Research Article, J Clin Exp Oncol Vol: 7 Issue: 4
Combination of Daily Low Dose Cisplatin with Thoracic Radiation in Locally Non-Small Cell Lung Cancer for Fragile Patients: An Experimental Monocentric Serie
Clément-Duchêne Christelle1,2*, Salleron Julia3, Baumann Anne-Sophie4, Royer Philippe4, Faivre Jean-Christophe4, Ménard Olivier5, Vignaud Jean-Michel6, Prévot Michel7, Peiffert Didier4 and Beckendorf Véronique4
1Department of Oncology, Institut de Cancérologie de Lorraine, Nancy, France
2Centre de Recherche en Automatique de Nancy (CRAN), Nancy, France
3Department of Biostatistics, Institut de Cancérologie de Lorraine, Nancy, France
4Department of Radiation Oncology, Institut de Cancérologie de Lorraine, Nancy, France
5Department of Chest, CHU Nancy, France
6Department of Pathology, CHU Nancy, France
7Department of Pharmacy, CHU Nancy, France
*Corresponding Author : Clément-Duchêne Christelle
Department of Oncology, Institut de Cancérologie de Lorraine, 6 avenue de Bourgogne 54519 Vandoeuvrelès- Nancy, France
Tel: +33383598331
Fax: +33383598414
E-mail: c.clementduchene@nancy.unicancer.fr
Received: June 06, 2018 Accepted: July 10, 2018 Published: July 17, 2018
Citation: Christelle CD, Julia S, Sophie BA, Philippe R, Christophe FJ, et al. (2018) Combination of Daily Low Dose Cisplatin with Thoracic Radiation in Locally Non-Small Cell Lung Cancer for Fragile Patients: An Experimental Monocentric Series. J Clin Exp Oncol 7:4. doi: 10.4172/2324-9110.1000224
Abstract
Lung cancer incidence in the elderly is rising over year. The standard treatment for locally non-small cell lung cancer (NSCLC) is based on a combination of chemotherapy and thoracic radiation. No standard is described or validated for patients older than 70 years.

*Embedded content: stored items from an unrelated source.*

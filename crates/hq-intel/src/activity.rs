//! Activity status from live sessions, recent runs and blockers.

use hq_core::ActivityStatus;

pub const EXECUTING_WINDOW_MS: i64 = 5 * 60 * 1000;
pub const WAITING_WINDOW_MS: i64 = 30 * 60 * 1000;

/// Categorical activity of one agent. First matching rule wins:
/// live session seen within 5 min, open blockers, activity within 30 min,
/// any activity at all, nothing.
pub fn derive_activity(
    has_active_session: bool,
    has_blockers: bool,
    last_activity_ms: Option<i64>,
    now_ms: i64,
) -> ActivityStatus {
    let elapsed = last_activity_ms.map(|last| now_ms - last);
    if has_active_session && elapsed.is_some_and(|ms| ms < EXECUTING_WINDOW_MS) {
        return ActivityStatus::Executing;
    }
    if has_blockers {
        return ActivityStatus::Blocked;
    }
    match elapsed {
        Some(ms) if ms < WAITING_WINDOW_MS => ActivityStatus::Waiting,
        Some(_) => ActivityStatus::Idle,
        None => ActivityStatus::Offline,
    }
}
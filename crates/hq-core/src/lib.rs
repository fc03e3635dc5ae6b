pub mod intel;
pub mod plan;
pub mod roster;
pub mod run_log;

pub use intel::{
    ActivityStatus, AgentIntelligence, BlockerAlert, GoalSet, MissionControlData, OverallHealth,
    PhaseProgress, PlanContext, RunRecord, RunStatus, Severity, SparkPoint, TickerEvent,
    TickerKind,
};
pub use roster::{AgentProfile, Roster};

use thiserror::Error;

#[derive(Debug, Clone, PartialEq, Eq, Error)]
pub enum AgentIdError {
    #[error("agent id is empty")]
    Empty,
    #[error("invalid agent id '{0}': expected lowercase letters, digits and '-'")]
    InvalidCharacters(String),
}

/// Checks an agent id received from an untrusted caller against `^[a-z0-9-]+$`.
pub fn validate_agent_id(input: &str) -> Result<&str, AgentIdError> {
    if input.is_empty() {
        return Err(AgentIdError::Empty);
    }
    let valid = input
        .chars()
        .all(|ch| ch.is_ascii_lowercase() || ch.is_ascii_digit() || ch == '-');
    if !valid {
        return Err(AgentIdError::InvalidCharacters(input.to_string()));
    }
    Ok(input)
}
use serde::{Deserialize, Serialize};

/// A known agent and the scheduled jobs it owns.
#[derive(Debug, Clone, Serialize, Deserialize, PartialEq, Eq)]
pub struct AgentProfile {
    pub id: String,
    pub name: String,
    #[serde(default)]
    pub emoji: String,
    #[serde(default)]
    pub department: String,
    /// Declared job ids. When empty, jobs are matched by the `{id}-...` naming convention.
    #[serde(default, skip_serializing_if = "Vec::is_empty")]
    pub jobs: Vec<String>,
}

impl AgentProfile {
    pub fn new(id: &str, name: &str, emoji: &str, department: &str) -> Self {
        Self {
            id: id.to_string(),
            name: name.to_string(),
            emoji: emoji.to_string(),
            department: department.to_string(),
            jobs: Vec::new(),
        }
    }

    pub fn owns_job(&self, job_id: &str) -> bool {
        if !self.jobs.is_empty() {
            return self.jobs.iter().any(|job| job == job_id);
        }
        job_id == self.id
            || job_id
                .strip_prefix(self.id.as_str())
                .is_some_and(|rest| rest.starts_with('-'))
    }
}

#[derive(Debug, Clone, Serialize, Deserialize, PartialEq, Eq)]
pub struct Roster {
    pub agents: Vec<AgentProfile>,
}

impl Default for Roster {
    fn default() -> Self {
        Self::builtin()
    }
}

impl Roster {
    pub fn new(agents: Vec<AgentProfile>) -> Self {
        Self { agents }
    }

    /// The fleet the dashboard ships with.
    pub fn builtin() -> Self {
        Self::new(vec![
            AgentProfile::new("henry", "Henry", "🏗️", "hq"),
            AgentProfile::new("warren", "Warren", "📊", "revenue"),
            AgentProfile::new("hormozi", "Hormozi", "💰", "marketing"),
            AgentProfile::new("elon", "Elon", "🚀", "engineering"),
            AgentProfile::new("sales", "Sales", "💼", "engineering"),
            AgentProfile::new("marketing", "Marketing", "📧", "engineering"),
            AgentProfile::new("tasks", "Tasks", "📋", "engineering"),
            AgentProfile::new("reviewer", "Reviewer", "🔍", "engineering"),
            AgentProfile::new("scout", "Scout", "🔭", "revenue"),
            AgentProfile::new("herald", "Herald", "📢", "revenue"),
            AgentProfile::new("quill", "Quill", "✍️", "marketing"),
        ])
    }

    pub fn get(&self, agent_id: &str) -> Option<&AgentProfile> {
        self.agents.iter().find(|agent| agent.id == agent_id)
    }

    /// First agent in roster order that owns the job.
    pub fn owner_of(&self, job_id: &str) -> Option<&AgentProfile> {
        self.agents.iter().find(|agent| agent.owns_job(job_id))
    }

    pub fn iter(&self) -> impl Iterator<Item = &AgentProfile> {
        self.agents.iter()
    }

    pub fn len(&self) -> usize {
        self.agents.len()
    }

    pub fn is_empty(&self) -> bool {
        self.agents.is_empty()
    }
}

The objective of this retrospective study was to evaluate the toxicities and the feasibility of daily cisplatin at a dose of 6 mg/m² during thoracic irradiation (66-70 Gray) in NSCLC with poor WHO performance status, and/or comorbidities. The second objective was to obtain a first estimation of survival for patients with stage III-IV.

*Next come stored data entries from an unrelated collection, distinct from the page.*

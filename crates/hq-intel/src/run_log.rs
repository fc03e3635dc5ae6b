//! File-backed run-log reader: one `{job_id}.jsonl` per scheduled job.

use hq_core::run_log::decode_run_log;
use hq_core::RunRecord;
use std::collections::BTreeMap;
use std::fs;
use std::io::ErrorKind;
use std::path::{Path, PathBuf};
use tracing::debug;

pub const RUN_LOG_EXTENSION: &str = "jsonl";

#[derive(Debug, Clone)]
pub struct RunLogReader {
    runs_dir: PathBuf,
}

impl RunLogReader {
    pub fn new(runs_dir: impl Into<PathBuf>) -> Self {
        Self {
            runs_dir: runs_dir.into(),
        }
    }

    pub fn runs_dir(&self) -> &Path {
        &self.runs_dir
    }

    pub fn log_path(&self, job_id: &str) -> PathBuf {
        self.runs_dir.join(format!("{job_id}.{RUN_LOG_EXTENSION}"))
    }

    /// Every decodable run in file order. A missing or unreadable log is empty.
    pub fn read_all(&self, job_id: &str) -> Vec<RunRecord> {
        let path = self.log_path(job_id);
        let content = match fs::read_to_string(&path) {
            Ok(content) => content,
            Err(err) if err.kind() == ErrorKind::NotFound => return Vec::new(),
            Err(err) => {
                debug!(job_id, path = %path.display(), error = %err, "run log unreadable");
                return Vec::new();
            }
        };
        let report = decode_run_log(&content);
        if !report.errors.is_empty() {
            debug!(
                job_id,
                skipped = report.errors.len(),
                first_error = %report.errors[0],
                "skipped malformed run log lines"
            );
        }
        report.records
    }

    pub fn latest(&self, job_id: &str) -> Option<RunRecord> {
        self.read_all(job_id).pop()
    }

    /// The last `count` runs, in file order.
    pub fn recent(&self, job_id: &str, count: usize) -> Vec<RunRecord> {
        let mut runs = self.read_all(job_id);
        let skip = runs.len().saturating_sub(count);
        runs.drain(..skip);
        runs
    }

    /// Reads each listed job once so one aggregation pass sees a single consistent view.
    pub fn snapshot(&self, job_ids: &[String]) -> RunSnapshot {
        let runs = job_ids
            .iter()
            .map(|job_id| (job_id.clone(), self.read_all(job_id)))
            .collect();
        RunSnapshot { runs }
    }
}

/// Run histories loaded in memory, keyed by job id in sorted order.
#[derive(Debug, Clone, Default)]
pub struct RunSnapshot {
    runs: BTreeMap<String, Vec<RunRecord>>,
}

impl RunSnapshot {
    pub fn from_runs(runs: BTreeMap<String, Vec<RunRecord>>) -> Self {
        Self { runs }
    }

    pub fn job_ids(&self) -> impl Iterator<Item = &str> {
        self.runs.keys().map(String::as_str)
    }

    pub fn all(&self, job_id: &str) -> &[RunRecord] {
        self.runs.get(job_id).map(Vec::as_slice).unwrap_or_default()
    }

    pub fn latest(&self, job_id: &str) -> Option<&RunRecord> {
        self.all(job_id).last()
    }

    pub fn recent(&self, job_id: &str, count: usize) -> &[RunRecord] {
        let runs = self.all(job_id);
        &runs[runs.len().saturating_sub(count)..]
    }
}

Between 2011 and 2015, 13 patients were retrieved from the hospital database. The median age was 71.3 years, and the most frequent histologic type was squamous cell carcinoma (69%). The most frequent grade 2 adverse events were cardiac (n=3) or digestive (n=1). No pulmonary toxicity was observed. For the 10 patients with stage III-IV, the median progression free survival was 171 months. The 1-year overall survival (OS) was 90%, and the 2-years OS was 67%.
The combination of daily cisplatin with thoracic radiation is effective, and well tolerated in fragile NSCLC patients. This association should be evaluated in clinical trials.